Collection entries
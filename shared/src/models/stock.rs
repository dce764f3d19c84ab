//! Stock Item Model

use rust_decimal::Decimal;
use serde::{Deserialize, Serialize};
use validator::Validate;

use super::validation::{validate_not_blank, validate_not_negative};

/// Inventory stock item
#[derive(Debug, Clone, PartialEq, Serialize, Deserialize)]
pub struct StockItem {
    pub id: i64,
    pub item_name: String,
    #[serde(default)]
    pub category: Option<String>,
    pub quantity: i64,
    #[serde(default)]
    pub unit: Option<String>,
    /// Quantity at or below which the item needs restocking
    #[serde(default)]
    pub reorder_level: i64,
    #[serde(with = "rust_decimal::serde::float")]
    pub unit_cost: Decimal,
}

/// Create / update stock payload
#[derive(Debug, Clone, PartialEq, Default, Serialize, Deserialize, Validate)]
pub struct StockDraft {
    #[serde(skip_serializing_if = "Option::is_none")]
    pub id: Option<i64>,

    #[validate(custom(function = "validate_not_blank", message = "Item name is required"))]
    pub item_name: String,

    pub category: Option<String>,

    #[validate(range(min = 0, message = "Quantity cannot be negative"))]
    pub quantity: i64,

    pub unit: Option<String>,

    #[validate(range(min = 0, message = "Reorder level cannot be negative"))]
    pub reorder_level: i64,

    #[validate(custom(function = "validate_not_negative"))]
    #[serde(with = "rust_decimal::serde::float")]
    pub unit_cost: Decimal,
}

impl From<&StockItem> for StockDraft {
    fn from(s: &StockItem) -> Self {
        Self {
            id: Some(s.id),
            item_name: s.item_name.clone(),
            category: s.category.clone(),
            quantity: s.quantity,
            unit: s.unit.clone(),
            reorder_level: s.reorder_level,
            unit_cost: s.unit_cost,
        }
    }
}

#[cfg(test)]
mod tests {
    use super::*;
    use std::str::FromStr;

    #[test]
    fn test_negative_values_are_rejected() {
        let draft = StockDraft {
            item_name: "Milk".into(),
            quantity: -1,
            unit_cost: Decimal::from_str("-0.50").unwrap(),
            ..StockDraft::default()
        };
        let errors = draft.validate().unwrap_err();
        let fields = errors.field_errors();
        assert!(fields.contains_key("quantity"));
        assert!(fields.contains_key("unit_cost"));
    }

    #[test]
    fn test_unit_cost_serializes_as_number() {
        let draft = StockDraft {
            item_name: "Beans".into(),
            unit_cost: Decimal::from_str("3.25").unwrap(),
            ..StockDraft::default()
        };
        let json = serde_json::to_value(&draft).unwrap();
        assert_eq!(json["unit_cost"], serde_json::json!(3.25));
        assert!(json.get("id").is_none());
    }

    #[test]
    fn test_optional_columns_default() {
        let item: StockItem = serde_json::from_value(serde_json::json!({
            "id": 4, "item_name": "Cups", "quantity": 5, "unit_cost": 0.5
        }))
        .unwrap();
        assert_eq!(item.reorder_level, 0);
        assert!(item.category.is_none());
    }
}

Task details: Please, from the entries above, set down exactly the lines from the one containing "use std::str::FromStr;" through the one containing "let fields = errors.field_errors();", and only those.

Reply to the exercise:
    use std::str::FromStr;

    #[test]
    fn test_negative_values_are_rejected() {
        let draft = StockDraft {
            item_name: "Milk".into(),
            quantity: -1,
            unit_cost: Decimal::from_str("-0.50").unwrap(),
            ..StockDraft::default()
        };
        let errors = draft.validate().unwrap_err();
        let fields = errors.field_errors();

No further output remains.